Pemberian Terakhir

Sebenarnya Tri dipersilahkan oleh Ibu Indah untuk tidur di kamar tamu. Tapi Ia tertidur karena kelelahan setelah membantu menulis nama-nama teman SMA yang akan diundang. Pada tepat jam 2 dini hari, Handphone tri berdering. Tri terbangun malas dan saat ingin mengangkat panggilan itu baterainya habis dan pangilan terputus. Tri tertidur kembali pulas tak perduli.*

Teriakan anak-anak mengajak sahur membangunkannya. Ia bangun dengan perasaan yang tidak enak.
“Ada apa ya, sepertinya ada yang tidak beres. Ah, mungkin ini hanya perasaan saja”
Saat mentari pagi sudah agak tinggi, Tri pamit kepada Indah dan Ibunya. Ia janji akan menemui Indah untuk bantu-bantu mempersiapkan acara pernikahan setelah pulang dari Solo.

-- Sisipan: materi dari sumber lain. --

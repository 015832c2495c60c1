//! Report generation port trait.

use crate::domain::backtest::BacktestResult;
use crate::domain::error::SpotTraderError;

/// Port for writing backtest reports.
pub trait ReportPort {
    fn write(&self, result: &BacktestResult, output_path: &str) -> Result<(), SpotTraderError>;
}
//! Strategy signals.
//!
//! A strategy is fed every tick through `on_tick`, then answers
//! `should_buy` / `should_sell` for that tick without further mutation.
//! Sizing is a separate capability, `FeeAwareSizing`, whose default methods
//! give the plain percentage-of-wallet path; strategies that know the fee
//! schedule and lot-size rules override it.

pub mod crossover;
pub mod rsi_volume;

pub use crossover::{CrossoverParams, CrossoverStrategy};
pub use rsi_volume::{RsiVolumeParams, RsiVolumeStrategy};

use super::error::OrderViolation;
use super::indicator::IndicatorReadings;
use super::sizing::{FeeSchedule, OrderSize, SizingConfig, SizingRejection, SymbolRules, plain_position_size};
use super::tick::{Kline, MarketTick, WalletBalances};
use super::trade::{Side, Trade};

/// Order sizing capability shared by every strategy.
pub trait FeeAwareSizing {
    fn sizing_config(&self) -> &SizingConfig;

    fn position_size(&self, tick: &MarketTick, wallet: &WalletBalances) -> Result<OrderSize, SizingRejection> {
        plain_position_size(tick, wallet, self.sizing_config())
    }

    /// Quantity to actually sell when `requested` is wanted and `available`
    /// is held.
    fn sell_quantity(&self, requested: f64, available: f64) -> f64 {
        requested.min(available)
    }

    fn check_order(&self, _quantity: f64, _price: f64) -> Result<(), OrderViolation> {
        Ok(())
    }

    /// Account fee schedule and symbol filters fetched at startup.
    fn configure_exchange(&mut self, _fees: FeeSchedule, _rules: Option<SymbolRules>) {}
}

pub trait Strategy: FeeAwareSizing + Send {
    fn name(&self) -> &str;

    /// Number of historical candles needed to fill every indicator window.
    fn required_history(&self) -> usize;

    /// Seed indicator windows from historical candles.
    fn warm_up(&mut self, klines: &[Kline]) {
        for kline in klines {
            self.on_tick(&kline.to_tick(""));
        }
    }

    fn on_tick(&mut self, tick: &MarketTick);

    fn should_buy(&self, tick: &MarketTick) -> bool;

    fn should_sell(&self, tick: &MarketTick) -> bool;

    /// Notification of an executed fill.
    fn on_fill(&mut self, _trade: &Trade) {}

    fn readings(&self) -> IndicatorReadings;

    /// Buy quantity for this tick, 0 when sizing is rejected.
    fn calculate_position_size(&self, tick: &MarketTick, wallet: &WalletBalances) -> f64 {
        self.position_size(tick, wallet)
            .map(|size| size.quantity)
            .unwrap_or(0.0)
    }
}

/// Take-profit / stop-loss guard on the entry price of the latest buy fill.
#[derive(Debug, Clone, PartialEq)]
pub struct ExitGuard {
    pub take_profit_percentage: f64,
    pub stop_loss_percentage: f64,
    entry_price: Option<f64>,
}

impl ExitGuard {
    pub fn new(take_profit_percentage: f64, stop_loss_percentage: f64) -> Self {
        Self {
            take_profit_percentage,
            stop_loss_percentage,
            entry_price: None,
        }
    }

    pub fn entry_price(&self) -> Option<f64> {
        self.entry_price
    }

    pub fn on_fill(&mut self, trade: &Trade) {
        match trade.side {
            Side::Buy => self.entry_price = Some(trade.price),
            Side::Sell => self.entry_price = None,
        }
    }

    pub fn triggered(&self, price: f64) -> bool {
        let Some(entry) = self.entry_price else {
            return false;
        };
        if entry <= 0.0 {
            return false;
        }
        let change = (price - entry) * 100.0 / entry;
        change <= -self.stop_loss_percentage || change >= self.take_profit_percentage
    }
}
//! INI file configuration adapter.
//!
//! Section and key names are case-insensitive; values are trimmed.

use crate::domain::error::SpotTraderError;
use crate::ports::config_port::ConfigPort;
use configparser::ini::Ini;
use std::path::Path;

pub struct FileConfigAdapter {
    config: Ini,
}

impl FileConfigAdapter {
    pub fn from_file<P: AsRef<Path>>(path: P) -> Result<Self, SpotTraderError> {
        let path = path.as_ref();
        let mut config = Ini::new();
        config.load(path).map_err(|reason| SpotTraderError::ConfigParse {
            file: path.display().to_string(),
            reason,
        })?;
        Ok(Self { config })
    }

    pub fn from_string(content: &str) -> Result<Self, String> {
        let mut config = Ini::new();
        config.read(content.to_string())?;
        Ok(Self { config })
    }

    fn parse_bool(value: &str) -> Option<bool> {
        match value.to_lowercase().as_str() {
            "true" | "yes" | "on" | "1" => Some(true),
            "false" | "no" | "off" | "0" => Some(false),
            _ => None,
        }
    }
}

impl ConfigPort for FileConfigAdapter {
    fn get_string(&self, section: &str, key: &str) -> Option<String> {
        self.config.get(section, key).map(|v| v.trim().to_string())
    }

    fn get_int(&self, section: &str, key: &str, default: i64) -> i64 {
        self.get_string(section, key)
            .and_then(|v| v.parse().ok())
            .unwrap_or(default)
    }

    fn get_double(&self, section: &str, key: &str, default: f64) -> f64 {
        self.get_string(section, key)
            .and_then(|v| v.parse::<f64>().ok())
            .filter(|v| v.is_finite())
            .unwrap_or(default)
    }

    fn get_bool(&self, section: &str, key: &str, default: bool) -> bool {
        self.get_string(section, key)
            .and_then(|v| Self::parse_bool(&v))
            .unwrap_or(default)
    }
}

Di perjalanan ia bersyukur tidak menemui halangan yang berarti. Karena jalur pantura yang Ia lalui macet di hari-hari menjelang Idul Fitri ini. Sehingga perjalanan yang normal dapat ditempuh selama 12 jam, bisa molor menjadi 18 jam lebih. Saat sedang beristirahat mengisi bensin di Cirebon, Ia menemui handphonenya tidak aktif karena baterainya habis. Ia lupa tidak mengisinya sebelum berangkat tadi. Merasa memang Ia tak ingin diganggu, Ia memasukannya kembali ke dalam saku.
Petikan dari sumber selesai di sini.